Failed to build package gnutls!
------------------------------------------------------------
make[2]: Entering directory '/buildbot/octave-mxe-default-w64/build'
rm -rf   '/buildbot/octave-mxe-default-w64/build/tmp-gnutls' '/buildbot/octave-mxe-default-w64/build/tmp-gnutls-install'
mkdir -p '/buildbot/octave-mxe-default-w64/build/tmp-gnutls'
( cd '/buildbot/octave-mxe-default-w64/build/tmp-gnutls' &&      xz -dc '/buildbot/mxe-octave-pkg/gnutls-3.6.16.tar.xz' | tar xf - ) ||  false 
test ! -d '/buildbot/octave-mxe-default-w64/build/src/gnutls' || cp -a '/buildbot/octave-mxe-default-w64/build/src/gnutls' '/buildbot/octave-mxe-default-w64/build/tmp-gnutls'
cd '/buildbot/octave-mxe-default-w64/build/tmp-gnutls/gnutls-3.6.16'
(cd '/buildbot/octave-mxe-default-w64/build/tmp-gnutls/gnutls-3.6.16' && patch -p1 -u) < /buildbot/octave-mxe-default-w64/build/src/gnutls-1-fixes.patch
patching file configure.ac
mkdir '/buildbot/octave-mxe-default-w64/build/tmp-gnutls/gnutls-3.6.16/.build'
cd '/buildbot/octave-mxe-default-w64/build/tmp-gnutls/gnutls-3.6.16' && autoreconf -fi 
Can't exec "autopoint": No such file or directory at /buildbot/octave-mxe-default-w64/build/usr/share/autoconf/Autom4te/FileUtils.pm line 345.
autoreconf: failed to run autopoint: No such file or directory
autoreconf: autopoint is needed because this package uses Gettext
make[2]: *** [/buildbot/octave-mxe-default-w64/build/Makefile:978: build-only-gnutls] Error 1
make[2]: Leaving directory '/buildbot/octave-mxe-default-w64/build'
real	0m8.472s
user	0m1.649s
sys	0m0.951s
------------------------------------------------------------
[log]      /buildbot/octave-mxe-default-w64/build/log/gnutls
make[1]: *** [Makefile:980: /buildbot/octave-mxe-default-w64/build/installed-packages/gnutls] Error 1
make[1]: Leaving directory '/buildbot/octave-mxe-default-w64/build'
make: *** [Makefile:650: all] Error 2
program finished with exit code 2

Since the error message mentions gettext, I wonder if this is related to this recent change:
mxe-octave: c30da1cd5e3b

Is autopoint (part of GNU gettext) now a build dependency for mxe? Then I can upgrade the workers next week.
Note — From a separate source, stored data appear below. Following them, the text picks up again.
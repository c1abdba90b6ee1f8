//! # SafeReport
//!
//! On-device protection for incident reports: a per-installation device
//! key, JSON envelopes sealed under it, and passphrase-sealed blobs for
//! local data.
//!
//! ## Overview
//!
//! - **Device key**: 256 bits, created once per installation and kept in
//!   secure storage under a versioned id (`sr_key_v1`)
//! - **Envelopes**: `{v, alg, ivBase64, ciphertextBase64}`, AES-256-GCM by
//!   default, AES-256-CBC for payloads written by older app versions
//! - **Passphrase blobs**: Argon2id + ChaCha20-Poly1305, one self-describing
//!   string
//!
//! ## Usage
//!
//! ```rust,no_run
//! use std::sync::Arc;
//! use safereport::{CryptoSession, SessionConfig};
//! use safereport::store::{KeyringStorage, SqliteStorage};
//! use serde_json::{json, Value};
//!
//! async fn example() -> safereport::Result<()> {
//!     // The device key lives in the platform keychain; SQLite only ever
//!     // holds sealed envelopes.
//!     let records = Arc::new(SqliteStorage::open("reports.db")?);
//!     let session = CryptoSession::new(KeyringStorage::new(), SessionConfig::from_env()?)?
//!         .with_record_cache(records);
//!
//!     let report = json!({"type": "safety_report", "location": "Main St"});
//!     let envelope = session.cache_report("report-1", &report).await?;
//!
//!     let opened: Value = session.open(&envelope).await?;
//!     assert_eq!(opened, report);
//!     Ok(())
//! }
//! ```
//!
//! ## Re-exports
//!
//! - `safereport::core` - key, envelope, and passphrase primitives
//! - `safereport::store` - secure storage backends and the key store

pub mod config;
pub mod error;
pub mod session;

// Re-export component crates
pub use safereport_core as core;
pub use safereport_store as store;

// Re-export main types for convenience
pub use config::{PassphraseConfig, SessionConfig};
pub use error::{Result, SessionError};
pub use session::{CryptoSession, NoRecordCache};

// Re-export commonly used types
pub use safereport_core::{DeviceKey, Envelope, EnvelopeAlgorithm, KdfParams};
pub use safereport_store::{AccessPolicy, KeyringStorage, MemoryStorage, SqliteStorage};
I don’t know why @jwe changed the build rule for gettext. IIUC, something to do with parallel builds?
I still have an old build tree before these changes. In that tree, ./usr/bin/autopoint was still installed (as a shell script).
I haven’t built yet after that change. But it might be that that script is no longer installed. That might be a bug in MXE Octave.

I started seeing this error while building gettext:

http://buildbot.octave.org:8010/#/builders/21/builds/1122/steps/7/logs/stdio

At first, I thought this might be related to parallel builds, but forcing make -j 1 did not fix the problem for me so then I tried using the same rules in build-gettext.mk as we use in gettext.mk. If my changes omit some targets that are needed for other build tools so that they can properly build other targets like the cross build for gnutls then I guess we need to add them to the build-gettext.mk file, but just running a single “make” there was not working.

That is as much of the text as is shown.